Tissue engineering and regenerative medicine is an exciting research area that aims at regenerative alternatives to harvested tissues for transplantation. Biomaterials play a pivotal role as scaffolds to provide three-dimensional templates and synthetic extracellular matrix environments for tissue regeneration. It is often beneficial for the scaffolds to mimic certain advantageous characteristics of the natural extracellular matrix, or developmental or wound healing programs. This article reviews current biomimetic materials approaches in tissue engineering.

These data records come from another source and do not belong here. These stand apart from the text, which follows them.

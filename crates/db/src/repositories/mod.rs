//! Repository layer.
//!
//! Each repository is a zero-sized struct providing async CRUD methods
//! that accept `&PgPool` as the first argument.

pub mod advisory_lock;
pub mod cycle_repo;
pub mod delivery_log_repo;
pub mod pending_notification_repo;
pub mod push_subscription_repo;
pub mod rule_repo;
pub mod subscriber_repo;
pub mod tenant_repo;

pub use advisory_lock::AdvisoryLock;
pub use cycle_repo::CycleRepo;
pub use delivery_log_repo::DeliveryLogRepo;
pub use pending_notification_repo::PendingNotificationRepo;
pub use push_subscription_repo::PushSubscriptionRepo;
pub use rule_repo::RuleRepo;
pub use subscriber_repo::SubscriberRepo;
pub use tenant_repo::TenantRepo;
//! Tests for `AppError` → HTTP response mapping.
//!
//! These call `IntoResponse` directly; no server or database is involved.

use axum::http::StatusCode;
use axum::response::IntoResponse;
use clinica_api::error::AppError;
use clinica_core::error::CoreError;
use http_body_util::BodyExt;

async fn error_to_response(err: AppError) -> (StatusCode, serde_json::Value) {
    let response = err.into_response();
    let status = response.status();
    let bytes = response.into_body().collect().await.unwrap().to_bytes();
    let json: serde_json::Value = serde_json::from_slice(&bytes).unwrap();
    (status, json)
}

#[tokio::test]
async fn not_found_error_returns_404() {
    let err = AppError::Core(CoreError::NotFound {
        entity: "Tenant",
        id: 42,
    });

    let (status, json) = error_to_response(err).await;

    assert_eq!(status, StatusCode::NOT_FOUND);
    assert_eq!(json["code"], "NOT_FOUND");
    assert_eq!(json["error"], "Tenant with id 42 not found");
}

#[tokio::test]
async fn validation_error_returns_400() {
    let err = AppError::Core(CoreError::Validation("bad template".into()));

    let (status, json) = error_to_response(err).await;

    assert_eq!(status, StatusCode::BAD_REQUEST);
    assert_eq!(json["code"], "VALIDATION_ERROR");
    assert_eq!(json["error"], "bad template");
}

#[tokio::test]
async fn conflict_error_returns_409() {
    let (status, json) = error_to_response(AppError::Core(CoreError::Conflict("dup".into()))).await;

    assert_eq!(status, StatusCode::CONFLICT);
    assert_eq!(json["code"], "CONFLICT");
}

#[tokio::test]
async fn unavailable_returns_503() {
    let (status, json) =
        error_to_response(AppError::Unavailable("push is off".into())).await;

    assert_eq!(status, StatusCode::SERVICE_UNAVAILABLE);
    assert_eq!(json["code"], "SERVICE_UNAVAILABLE");
    assert_eq!(json["error"], "push is off");
}

#[tokio::test]
async fn internal_errors_are_sanitized() {
    let (status, json) =
        error_to_response(AppError::InternalError("secret connection string".into())).await;

    assert_eq!(status, StatusCode::INTERNAL_SERVER_ERROR);
    assert_eq!(json["code"], "INTERNAL_ERROR");
    assert_eq!(json["error"], "An internal error occurred");
}

#[tokio::test]
async fn row_not_found_returns_404() {
    let (status, json) = error_to_response(AppError::Database(sqlx::Error::RowNotFound)).await;

    assert_eq!(status, StatusCode::NOT_FOUND);
    assert_eq!(json["code"], "NOT_FOUND");
}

These include synthesis to achieve certain compositions or properties similar to those of the extracellular matrix, novel processing technologies to achieve structural features mimicking the extracellular matrix on various levels, approaches to emulate cell-extracellular matrix interactions, and biologic delivery strategies to recapitulate a signaling cascade or developmental/wound healing program. The article also provides examples of enhanced cellular/tissue functions and regenerative outcomes, demonstrating the excitement and significance of the biomimetic materials for tissue engineering and regeneration.